Gold Prices in This Recession PDF Print E-mail
Written by Pat Norton   
Monday, 02 February 2009 00:00

In a sign of the times, NBC sold one of its last three Super Bowl commercials to a late-night cable advertiser, Cash4Gold. It featured Ed McMahon and MC Hammer (view this advertisement). The Florida company offers to pay cash within two weeks for your gold, based on its weight and purity–as measured by the company. In the commercial, Ed and MC send in their valuables, to show you how it works. A 30-second spot cost $3 million, up 11 percent from last year. Cash4Gold says it can pay the freight because business is booming. 

This dubious pitch for an alternative to the local pawn-shop (or the kiosks at the mall, where now you can also sell your gold and other jewelry) points up two salient currents. At the dawn of the Obama administration, hardship runs deep and gold prices run high—$919.50 an ounce Friday, January 30.

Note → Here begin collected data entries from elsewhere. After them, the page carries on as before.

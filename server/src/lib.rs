//! # Relay Server Library
//!
//! This library provides the authoritative relay for a real-time multiplayer
//! session. Clients connect over WebSocket, register a username and avatar,
//! then exchange chat and movement events that the server fans out to every
//! other connected player. The server never simulates anything: positions
//! reported by clients are stored and relayed as-is.
//!
//! ## Core Responsibilities
//!
//! ### Player Registry
//! The registry is the one shared piece of state. It maps usernames to
//! players and guarantees a name is held by at most one connection. It is an
//! ordinary value constructed at startup and handed to connection tasks, so
//! tests can run any number of independent registries side by side.
//!
//! ### Connection Lifecycle
//! Every connection starts unregistered. Until it registers, everything but
//! `PING` and `REGISTER` is answered with an `ERROR`. Once registered, the
//! username is fixed for the life of the socket and is released when the
//! socket closes or can no longer be written to.
//!
//! ### Broadcasting
//! Gameplay operations from a registered player are relayed to all other
//! players. The sender never sees its own echo; the one unicast reply is the
//! `ENTER_WORLD_ACK` roster.
//!
//! ## Module Organization
//!
//! ### Client Module (`client`)
//! Outbound handle of a connection: an ordered queue drained by a writer
//! task, with sends that report a closed peer as an error.
//!
//! ### Registry Module (`registry`)
//! The player table, its locking, and consistent snapshots.
//!
//! ### Connection Module (`connection`)
//! The per-connection state machine: decoding, the registration gate, and
//! the close path.
//!
//! ### Router Module (`router`)
//! Fan-out rules for `CHAT`, `ENTER_WORLD`, `MOVE_TO` and `STOP_MOVING`.
//!
//! ### Network Module (`network`)
//! TCP listener, WebSocket handshake, and the reader/writer tasks that
//! connect a socket to a [`Connection`].
//!
//! ## Usage Example
//!
//! ```rust,no_run
//! use server::network::{RelayServer, ServerConfig};
//!
//! #[tokio::main]
//! async fn main() -> Result<(), Box<dyn std::error::Error>> {
//!     let config = ServerConfig {
//!         addr: "127.0.0.1:8080".to_string(),
//!         max_players: Some(64),
//!     };
//!
//!     let server = RelayServer::bind(&config).await?;
//!     server.run().await?;
//!
//!     Ok(())
//! }
//! ```
//!
//! ## Error Handling
//!
//! Nothing a client sends can take the server down. Malformed frames,
//! unknown opcodes and out-of-order operations are answered with a protocol
//! `ERROR` on the same connection. A peer that can no longer be written to
//! is dropped from the registry without disturbing deliveries to anyone
//! else.

pub mod client;
pub mod connection;
pub mod network;
pub mod registry;
pub mod router;

pub use client::{ClientHandle, ConnectionId, SendError};
pub use connection::{Connection, ConnectionState};
pub use network::{RelayServer, ServerConfig};
pub use registry::{Registry, RegistryError};
pub use router::Router;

Gold Prices January 30, 2009, in Three Currencies
(London P.M. Fix per Troy Ounce)
British Pound 642.29
Euro 715.62
U.S. Dollar 919.50

Source: Kitco.com

A recent post pointed out that gold prices normally tend to go down in recessions, as inflationary fears subside. But in some recessions—including this one—other factors also come into play. 

As stocks continue to flounder and governments around the world struggle to combat the global recession, fear and uncertainty have made gold attractive as the last safe haven. Putting it in traditional terms, as government pump-priming rekindles fears of inflation around the world, gold offers a hedge against the prospect of depreciating paper currencies.

What is surprising in this go-round is that gold and the dollar are moving in tandem. Both are up.

Part of the flight-to-safety dynamic shows up as a resurgence in the dollar relative to other currencies. As the next table shows, the pound has fallen about 30 percent over the 15 months since stocks peaked in the U.S. The Euro has fallen by less, but it is now under attack from George Soros and other currency specialists who see the Euro Zone as vulnerable to a break-up in the current recession.

The Dollar’s Rise Since the Stock Market Peaked in 2007
U.S. Dollars per… 10/9/07 1/29/09 % change relative to the dollar
British Pound 2.04 1.43 -29.8
Canadian Dollar 1.02 0.82 -19.7
Euro 1.41 1.30 -8.1
Swiss Franc 0.85 0.87 2.6

Normally, a strong dollar implies a fall in the dollar-price of gold. But not this time. Instead, the London p.m. fix price of gold (the bellwether indicator) has risen in the last month.

The explanation would seem to center on increasing worries about the fiscal stability of the U.S. government itself. According to Reuters, the bond-rating agency Standard & Poor's declared January 13 that the costs of the bail-out and fiscal-stimulus packages "will lead to (a) noticeable deterioration in the U.S. fiscal profile." (Reuters, January 28, 2009.) Such pessimism as to the nation's credit-worthiness has probably fueled the rise in the dollar price of gold in recent weeks.  

This doesn't necessarily mean that now is a good time to buy gold, in anticipation of higher gold prices down the road. In our view, the purpose of buying gold is to have money, not to make money. To that extent and for that purpose, you may wish to add gold to your portfolio.

True, market sentiment seems to expect a surge in gold prices as the current economic environment deteriorates still further. But there are also risks in the gold play. For one thing, the markets for gold and its related securities (mutual funds, mining stocks, and so on) tend to be thin. There may be few buyers and sellers at any given time and big players can cause substantial price movements. This goes double for governments.

A recent rumor  had it that Chancellor Angela Merkel was expected to sell German gold holdings as a means to offset part of the cost of the German government’s widening budget deficit. So far, this hasn't happened. But it could. Back in the 1990s, for example, then Chancellor of the Exchequer Gordon Brown sold substantial amounts of Britain's gold bullion--at what by today's standards were fire-sale prices of about $250 an ounce. 

Governments and international institutions hold something like three-fourths of the world’s gold bullion, mainly for monetary purposes. Gold prices as expressed in pounds (662 pounds per ounce Monday, January 26) or Euros (716 per ounce Friday, January 30) are now at all-time highs. Should stressed governments respond to such record levels by selling some of their holdings, prices could fall in a hurry.